Fix: Think dual-purpose: a bench with storage under the lid or pull-out drawers. It hides the shoe chaos and gives a comfy spot to tie those laces. Elegant and functional—mic drop.

5. Ignoring the Power of Hidden Gems
Clever storage isn’t always flashy. Sometimes the most genius storage hides in plain sight—like the drawer in a stair void or a secret compartment beneath a bench.
Fix: Look for tiny "empty" spaces—about to be storage gold. A bath panel door could stow shampoo, or a bespoke drawer under stairs can hide village-level clutter. Architecture’s stealth mode.
6. Sticking to One-Size-Fits-All Design
Planning storage without considering how you actually live is a big oversight. Our needs aren’t one-size-fits-all—and aging appliances or changing routines should reshape storage planning.
Fix: Ask yourself: What do I really use every day? Let that guide your storage design. Budget smartly—think big picture first, do the dream layout in full, and then scale it to what’s practical (and affordable).
Storage Mistakes in One Witty Recap
| Mistake | Why It Sucks | Clever Fix |
|---|---|---|
| Storage as an afterthought | Clutter lives rent-free | Design it upfront, let it evolve |
| No outlets in cupboards | No spark for power tools | Plan plugs for hidden charging spots |
| Deep cupboards for unused appliances | Wasted space, heavy-lift regret | Store what you use daily at hand-level |
| Open shoe cubbies | Shoes where?
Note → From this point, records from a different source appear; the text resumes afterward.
//! Shared types for Quartermaster.
//!
//! This crate provides common types used across all other crates:
//! - Credit amounts with decimal precision and display formatting
//! - Typed IDs for type-safe entity references

pub mod types;

pub use types::{CampaignId, Credits, FundId, TransactionId};
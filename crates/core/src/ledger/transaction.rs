//! Transaction domain types.

use chrono::NaiveDate;
use quartermaster_shared::TransactionId;
use rust_decimal::Decimal;
use serde::{Deserialize, Serialize};

/// Category of a ledger transaction.
///
/// The category alone determines the sign of a transaction's effect on
/// a fund balance; amounts are stored as non-negative magnitudes.
#[derive(Debug, Clone, Copy, PartialEq, Eq, Serialize, Deserialize)]
pub enum Category {
    /// Adds its amount to the fund balance.
    Income,
    /// Subtracts its amount from the fund balance.
    Expense,
    /// No effect on this fund's balance; the offsetting entry lives on
    /// another fund's ledger.
    Transfer,
}

impl Category {
    /// Returns the canonical storage string for this category.
    #[must_use]
    pub const fn as_str(self) -> &'static str {
        match self {
            Self::Income => "Income",
            Self::Expense => "Expense",
            Self::Transfer => "Transfer",
        }
    }

    /// Returns the signed balance effect for a transaction of this
    /// category carrying `amount`.
    #[must_use]
    pub fn signed_effect(self, amount: Decimal) -> Decimal {
        match self {
            Self::Income => amount,
            Self::Expense => -amount,
            Self::Transfer => Decimal::ZERO,
        }
    }
}

impl std::fmt::Display for Category {
    fn fmt(&self, f: &mut std::fmt::Formatter<'_>) -> std::fmt::Result {
        f.write_str(self.as_str())
    }
}

impl std::str::FromStr for Category {
    type Err = String;

    fn from_str(s: &str) -> Result<Self, Self::Err> {
        match s {
            "Income" => Ok(Self::Income),
            "Expense" => Ok(Self::Expense),
            "Transfer" => Ok(Self::Transfer),
            _ => Err(format!("Unknown category: {s}")),
        }
    }
}

/// A single dated financial event on a fund's ledger.
///
/// Transactions are immutable values in this layer: edits and deletions,
/// where the dashboard offers them, are full-sequence replacements
/// performed by the caller. Amounts are expected non-negative; see
/// [`Category`] for the sign rules.
#[derive(Debug, Clone, PartialEq, Eq, Serialize, Deserialize)]
pub struct Transaction {
    /// Unique identifier for this transaction.
    pub id: TransactionId,
    /// The date the transaction occurred (chronological ordering key).
    pub date: NaiveDate,
    /// Human-readable description (non-empty).
    pub description: String,
    /// The category determining the balance effect.
    pub category: Category,
    /// Optional free-text subcategory.
    pub subcategory: Option<String>,
    /// Amount as a non-negative magnitude.
    pub amount: Decimal,
    /// Optional fund attribution (e.g. "Party", "Ship", a character name).
    pub fund: Option<String>,
    /// Optional free-text notes.
    pub notes: Option<String>,
}

impl Transaction {
    /// Returns the signed effect of this transaction on the fund balance.
    #[must_use]
    pub fn signed_effect(&self) -> Decimal {
        self.category.signed_effect(self.amount)
    }
}
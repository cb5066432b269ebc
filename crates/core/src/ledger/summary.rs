//! Transaction summaries for dashboard display.

use rust_decimal::Decimal;
use serde::{Deserialize, Serialize};

use super::transaction::{Category, Transaction};

/// Aggregate totals over a transaction sequence.
///
/// Income and expense totals are positive magnitudes; the sign lives in
/// `net_change` alone. Transfers count toward `transaction_count` but
/// contribute to neither sum.
#[derive(Debug, Clone, PartialEq, Eq, Serialize, Deserialize)]
pub struct LedgerSummary {
    /// Sum of all Income amounts.
    pub total_income: Decimal,
    /// Sum of all Expense amounts (positive magnitude).
    pub total_expenses: Decimal,
    /// `total_income - total_expenses`.
    pub net_change: Decimal,
    /// Number of transactions of every category, transfers included.
    pub transaction_count: usize,
}

/// Summarizes a transaction sequence in a single pass.
#[must_use]
pub fn summarize(transactions: &[Transaction]) -> LedgerSummary {
    let mut total_income = Decimal::ZERO;
    let mut total_expenses = Decimal::ZERO;

    for transaction in transactions {
        match transaction.category {
            Category::Income => total_income += transaction.amount,
            Category::Expense => total_expenses += transaction.amount,
            Category::Transfer => {}
        }
    }

    LedgerSummary {
        total_income,
        total_expenses,
        net_change: total_income - total_expenses,
        transaction_count: transactions.len(),
    }
}
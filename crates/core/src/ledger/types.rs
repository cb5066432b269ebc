//! Ledger input and output record types.
//!
//! The dashboard forms submit loosely-typed candidate records; the
//! engine returns fully-resolved records with derived running totals.
//! Keeping both shapes distinct from [`Transaction`] preserves the
//! always-valid invariant on the real entity.
//!
//! [`Transaction`]: super::transaction::Transaction

use chrono::NaiveDate;
use rust_decimal::Decimal;
use serde::{Deserialize, Serialize};

use super::transaction::Transaction;

/// A candidate transaction assembled from raw form state.
///
/// Every field is optional: the presentation layer coerces types
/// (string → number, string → date) but performs no completeness
/// checks of its own. Pass a draft through
/// [`validate_draft`](super::validation::validate_draft) before
/// promoting it to a [`Transaction`].
#[derive(Debug, Clone, Default, PartialEq, Eq, Serialize, Deserialize)]
pub struct TransactionDraft {
    /// The transaction date, if the form supplied one.
    pub date: Option<NaiveDate>,
    /// The description, possibly blank.
    pub description: Option<String>,
    /// The category as entered, not yet parsed to the closed enum.
    pub category: Option<String>,
    /// Optional free-text subcategory.
    pub subcategory: Option<String>,
    /// The amount, if the form input coerced to a number.
    pub amount: Option<Decimal>,
    /// Optional fund attribution.
    pub fund: Option<String>,
    /// Optional free-text notes.
    pub notes: Option<String>,
}

/// A transaction augmented with its derived running total.
///
/// `running_total` is the cumulative fund balance immediately after this
/// transaction is applied, in the chronological ordering of the sequence
/// it was computed over. It is always recomputed from scratch and never
/// stored on [`Transaction`] itself.
#[derive(Debug, Clone, PartialEq, Eq, Serialize, Deserialize)]
pub struct PostedTransaction {
    /// The underlying transaction, unchanged from the input.
    pub transaction: Transaction,
    /// Cumulative balance after applying this transaction.
    pub running_total: Decimal,
}
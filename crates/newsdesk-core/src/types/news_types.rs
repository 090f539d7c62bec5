//! News record types

use super::{Document, Fields};
use chrono::{DateTime, SecondsFormat, Utc};
use serde::{Deserialize, Serialize};
use serde_json::Value;

/// Collection the panel reads and writes by default
pub const NEWS_COLLECTION: &str = "news";

/// Field keys as they appear in stored documents
pub mod field {
    pub const TITLE: &str = "title";
    pub const CONTENT: &str = "content";
    pub const AUTHOR_ID: &str = "authorId";
    pub const CREATED_AT: &str = "createdAt";
}

/// A news record as shown by the panel
#[derive(Debug, Clone, PartialEq, Eq, Serialize, Deserialize)]
#[serde(rename_all = "camelCase")]
pub struct NewsItem {
    pub id: String,
    pub title: String,
    pub content: String,
    pub author_id: String,
    pub created_at: String,
}

impl NewsItem {
    /// Build a news item from a stored document.
    ///
    /// Missing or non-string fields decode as empty strings.
    pub fn from_document(doc: &Document) -> Self {
        let text = |key: &str| doc.str_field(key).unwrap_or_default().to_string();
        Self {
            id: doc.id.clone(),
            title: text(field::TITLE),
            content: text(field::CONTENT),
            author_id: text(field::AUTHOR_ID),
            created_at: text(field::CREATED_AT),
        }
    }

    /// Creation time, when `created_at` holds a valid RFC 3339 timestamp
    pub fn created_at_time(&self) -> Option<DateTime<Utc>> {
        DateTime::parse_from_rfc3339(&self.created_at)
            .ok()
            .map(|t| t.with_timezone(&Utc))
    }
}

impl From<Document> for NewsItem {
    fn from(doc: Document) -> Self {
        Self::from_document(&doc)
    }
}

/// Payload of a create request
#[derive(Debug, Clone, PartialEq, Eq, Serialize, Deserialize)]
#[serde(rename_all = "camelCase")]
pub struct NewsDraft {
    pub title: String,
    pub content: String,
    pub author_id: String,
    pub created_at: String,
}

impl NewsDraft {
    /// Create a draft stamped with the current time
    pub fn new(
        title: impl Into<String>,
        content: impl Into<String>,
        author_id: impl Into<String>,
    ) -> Self {
        Self::at(title, content, author_id, Utc::now())
    }

    /// Create a draft stamped with the given time
    pub fn at(
        title: impl Into<String>,
        content: impl Into<String>,
        author_id: impl Into<String>,
        created_at: DateTime<Utc>,
    ) -> Self {
        Self {
            title: title.into(),
            content: content.into(),
            author_id: author_id.into(),
            created_at: format_timestamp(created_at),
        }
    }

    /// Convert into the document body written to the store
    pub fn into_fields(self) -> Fields {
        let mut fields = Fields::new();
        fields.insert(field::TITLE.to_string(), Value::String(self.title));
        fields.insert(field::CONTENT.to_string(), Value::String(self.content));
        fields.insert(field::AUTHOR_ID.to_string(), Value::String(self.author_id));
        fields.insert(field::CREATED_AT.to_string(), Value::String(self.created_at));
        fields
    }
}

/// How the panel orders the list after a fetch
#[derive(Debug, Clone, Copy, Default, PartialEq, Eq, Serialize, Deserialize)]
#[serde(rename_all = "kebab-case")]
pub enum ListOrder {
    /// Whatever order the store returned
    #[default]
    Store,
    /// Most recent `created_at` first
    NewestFirst,
    /// Oldest `created_at` first
    OldestFirst,
}

impl ListOrder {
    /// Reorder items in place.
    ///
    /// Items whose timestamp does not parse sort as the oldest; ties keep
    /// the store's order.
    pub fn apply(self, items: &mut [NewsItem]) {
        match self {
            Self::Store => {}
            Self::NewestFirst => {
                items.sort_by(|a, b| b.created_at_time().cmp(&a.created_at_time()))
            }
            Self::OldestFirst => {
                items.sort_by(|a, b| a.created_at_time().cmp(&b.created_at_time()))
            }
        }
    }

    pub fn as_str(self) -> &'static str {
        match self {
            Self::Store => "store",
            Self::NewestFirst => "newest-first",
            Self::OldestFirst => "oldest-first",
        }
    }
}

impl std::str::FromStr for ListOrder {
    type Err = crate::error::ConfigError;

    fn from_str(s: &str) -> Result<Self, Self::Err> {
        match s {
            "store" => Ok(Self::Store),
            "newest-first" | "newest" => Ok(Self::NewestFirst),
            "oldest-first" | "oldest" => Ok(Self::OldestFirst),
            other => Err(crate::error::ConfigError::Invalid {
                key: "order",
                value: other.to_string(),
            }),
        }
    }
}

/// Format a timestamp the way stored news records carry it
/// (`2024-05-01T12:30:00.000Z`)
pub fn format_timestamp(time: DateTime<Utc>) -> String {
    time.to_rfc3339_opts(SecondsFormat::Millis, true)
}
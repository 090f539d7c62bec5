//! Synchronous facade over the async news panel
//!
//! The terminal front end is line-driven, so each user action blocks on the
//! shared Tokio runtime until the panel operation completes.

use crate::render;
use crate::services::Services;
use newsdesk_core::{
    Config, DeleteOutcome, IdentityProvider, NewsPanel, SubmitOutcome, Toast, ToastQueue,
};
use std::sync::Arc;
use tokio::runtime::Runtime;
use tracing::debug;

pub struct NewsModel {
    runtime: Arc<Runtime>,
    panel: NewsPanel,
    toasts: Arc<ToastQueue>,
    identity: Arc<dyn IdentityProvider>,
}

impl NewsModel {
    pub fn new(runtime: Arc<Runtime>, services: &Services, config: &Config) -> Self {
        Self {
            runtime,
            panel: services.panel(config),
            toasts: services.toasts.clone(),
            identity: services.identity.clone(),
        }
    }

    pub fn panel(&self) -> &NewsPanel {
        &self.panel
    }

    pub fn mount(&mut self) {
        self.runtime.block_on(self.panel.mount());
    }

    pub fn refresh(&mut self) -> bool {
        self.runtime.block_on(self.panel.refresh())
    }

    pub fn set_title(&mut self, title: impl Into<String>) {
        self.panel.set_title(title);
    }

    pub fn set_content(&mut self, content: impl Into<String>) {
        self.panel.set_content(content);
    }

    pub fn submit(&mut self) -> SubmitOutcome {
        self.runtime.block_on(self.panel.submit_create())
    }

    /// Delete by 1-based list position or by id.
    ///
    /// Returns `None` when a position is out of range.
    pub fn delete(&mut self, target: &str) -> Option<DeleteOutcome> {
        let id = self.resolve_target(target)?;
        debug!("Deleting {} (from {:?})", id, target);
        Some(self.delete_id(&id))
    }

    /// Delete by document id without consulting the cached list
    pub fn delete_id(&mut self, id: &str) -> DeleteOutcome {
        self.runtime.block_on(self.panel.delete_item(id))
    }

    /// Map a position or id typed by the user to a document id.
    ///
    /// Unknown ids pass through so the store can report them.
    pub fn resolve_target(&self, target: &str) -> Option<String> {
        let target = target.trim();
        if self.panel.find(target).is_some() {
            return Some(target.to_string());
        }
        match target.parse::<usize>() {
            Ok(position) => position
                .checked_sub(1)
                .and_then(|idx| self.panel.items().get(idx))
                .map(|item| item.id.clone()),
            Err(_) => Some(target.to_string()),
        }
    }

    /// Pending toasts, oldest first; the queue is emptied
    pub fn take_toasts(&self) -> Vec<Toast> {
        self.toasts.drain()
    }

    pub fn user_label(&self) -> Option<String> {
        self.identity.current_user().map(|u| u.label().to_string())
    }

    pub fn render(&self) -> String {
        render::render_panel(&self.panel, self.user_label().as_deref())
    }
}

#[cfg(test)]
mod tests {
    use super::*;
    use newsdesk_core::{BackendKind, FormField, ToastLevel};
    use pretty_assertions::assert_eq;

    fn model() -> NewsModel {
        let config = Config {
            backend: BackendKind::Memory,
            ..Config::default()
        };
        let services = Services::from_config(&config).unwrap();
        let runtime = Arc::new(Runtime::new().unwrap());
        let mut model = NewsModel::new(runtime, &services, &config);
        model.mount();
        model
    }

    fn add(model: &mut NewsModel, title: &str) -> String {
        model.set_title(title);
        model.set_content("body");
        match model.submit() {
            SubmitOutcome::Created(id) => id,
            other => panic!("unexpected outcome {:?}", other),
        }
    }

    #[test]
    fn test_submit_and_delete_by_position() {
        let mut model = model();
        add(&mut model, "First");
        let second = add(&mut model, "Second");

        assert_eq!(model.resolve_target("2"), Some(second.clone()));
        assert_eq!(model.delete("1"), Some(DeleteOutcome::Deleted));

        let ids: Vec<&str> = model.panel().items().iter().map(|i| i.id.as_str()).collect();
        assert_eq!(ids, vec![second.as_str()]);
    }

    #[test]
    fn test_out_of_range_position() {
        let mut model = model();
        add(&mut model, "Only");
        model.take_toasts();

        assert_eq!(model.delete("0"), None);
        assert_eq!(model.delete("5"), None);
        assert!(model.take_toasts().is_empty());
    }

    #[test]
    fn test_unknown_id_reaches_store() {
        let mut model = model();
        let outcome = model.delete("no-such-id");
        assert!(matches!(outcome, Some(DeleteOutcome::Failed(_))));
        assert_eq!(model.take_toasts()[0].level, ToastLevel::Failure);
    }

    #[test]
    fn test_rejected_submit_and_render() {
        let mut model = model();
        model.set_content("body only");
        assert_eq!(model.submit(), SubmitOutcome::Rejected(FormField::Title));

        let screen = model.render();
        assert!(screen.starts_with(render::HEADER));
        assert!(screen.contains("Signed in as: admin"));
        assert!(screen.contains("Content: body only"));
        assert!(screen.contains("No news yet."));
    }
}
//! Interactive panel
//!
//! A line editor loop over `NewsModel`. Each command produces some text to
//! print; toasts raised by the command are printed after it.

use crate::commands::{ConsoleCommand, HELP};
use crate::model::NewsModel;
use crate::render;
use anyhow::Result;
use newsdesk_core::{DeleteOutcome, SubmitOutcome};
use rustyline::error::ReadlineError;
use rustyline::DefaultEditor;
use tracing::{debug, info};

const PROMPT: &str = "news> ";

/// What the loop should do after a command
#[derive(Debug, PartialEq, Eq)]
pub enum Step {
    Continue(String),
    Quit,
}

/// Apply one command to the model
pub fn handle(model: &mut NewsModel, command: ConsoleCommand) -> Step {
    let output = match command {
        ConsoleCommand::Title(text) => {
            model.set_title(text);
            String::new()
        }
        ConsoleCommand::Content(text) => {
            model.set_content(text);
            String::new()
        }
        ConsoleCommand::Submit => match model.submit() {
            SubmitOutcome::Created(_) => model.render(),
            SubmitOutcome::Rejected(field) => format!("The {} field is required", field.label()),
            SubmitOutcome::Failed(_) => String::new(),
        },
        ConsoleCommand::Delete(target) => match model.delete(&target) {
            Some(DeleteOutcome::Deleted) => model.render(),
            Some(DeleteOutcome::Failed(_)) => String::new(),
            None => format!("No item at position {}", target),
        },
        ConsoleCommand::Refresh => {
            model.refresh();
            model.render()
        }
        ConsoleCommand::List => model.render(),
        ConsoleCommand::Help => HELP.to_string(),
        ConsoleCommand::Quit => return Step::Quit,
        ConsoleCommand::Unknown(line) => format!("Unknown command: {} (try `help`)", line),
        ConsoleCommand::Empty => String::new(),
    };
    Step::Continue(output)
}

/// Run the panel until the user quits
pub fn run(mut model: NewsModel) -> Result<()> {
    let mut editor = DefaultEditor::new()?;

    model.mount();
    println!("{}", model.render());
    print_toasts(&model);
    println!("Type `help` for commands.");

    loop {
        let line = match editor.readline(PROMPT) {
            Ok(line) => line,
            Err(ReadlineError::Interrupted) | Err(ReadlineError::Eof) => break,
            Err(e) => return Err(e.into()),
        };
        let _ = editor.add_history_entry(line.as_str());

        let command = ConsoleCommand::parse(&line);
        debug!("Console command: {:?}", command);

        match handle(&mut model, command) {
            Step::Continue(output) => {
                if !output.is_empty() {
                    println!("{}", output.trim_end());
                }
                print_toasts(&model);
            }
            Step::Quit => break,
        }
    }

    info!("Panel closed");
    Ok(())
}

fn print_toasts(model: &NewsModel) {
    for toast in model.take_toasts() {
        println!("{}", render::render_toast(&toast));
    }
}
Everywhere. | Bench with discreet storage—sit, stash, smile |
| Overlooked voids | Wasted potential | Drawer under stairs = junk drawer on steroids |
| One-size storage | Doesn’t fit your life | Prioritize based on your real habits; budget afterward |
Final Word
Your home’s storage should whisper, “I’ve got this,” not scream, “Help me, chaos!” Design intentionally. Build beauty with purpose. And if your home can hide your mess and still look like you swept it yesterday? You’ve officially leveled up.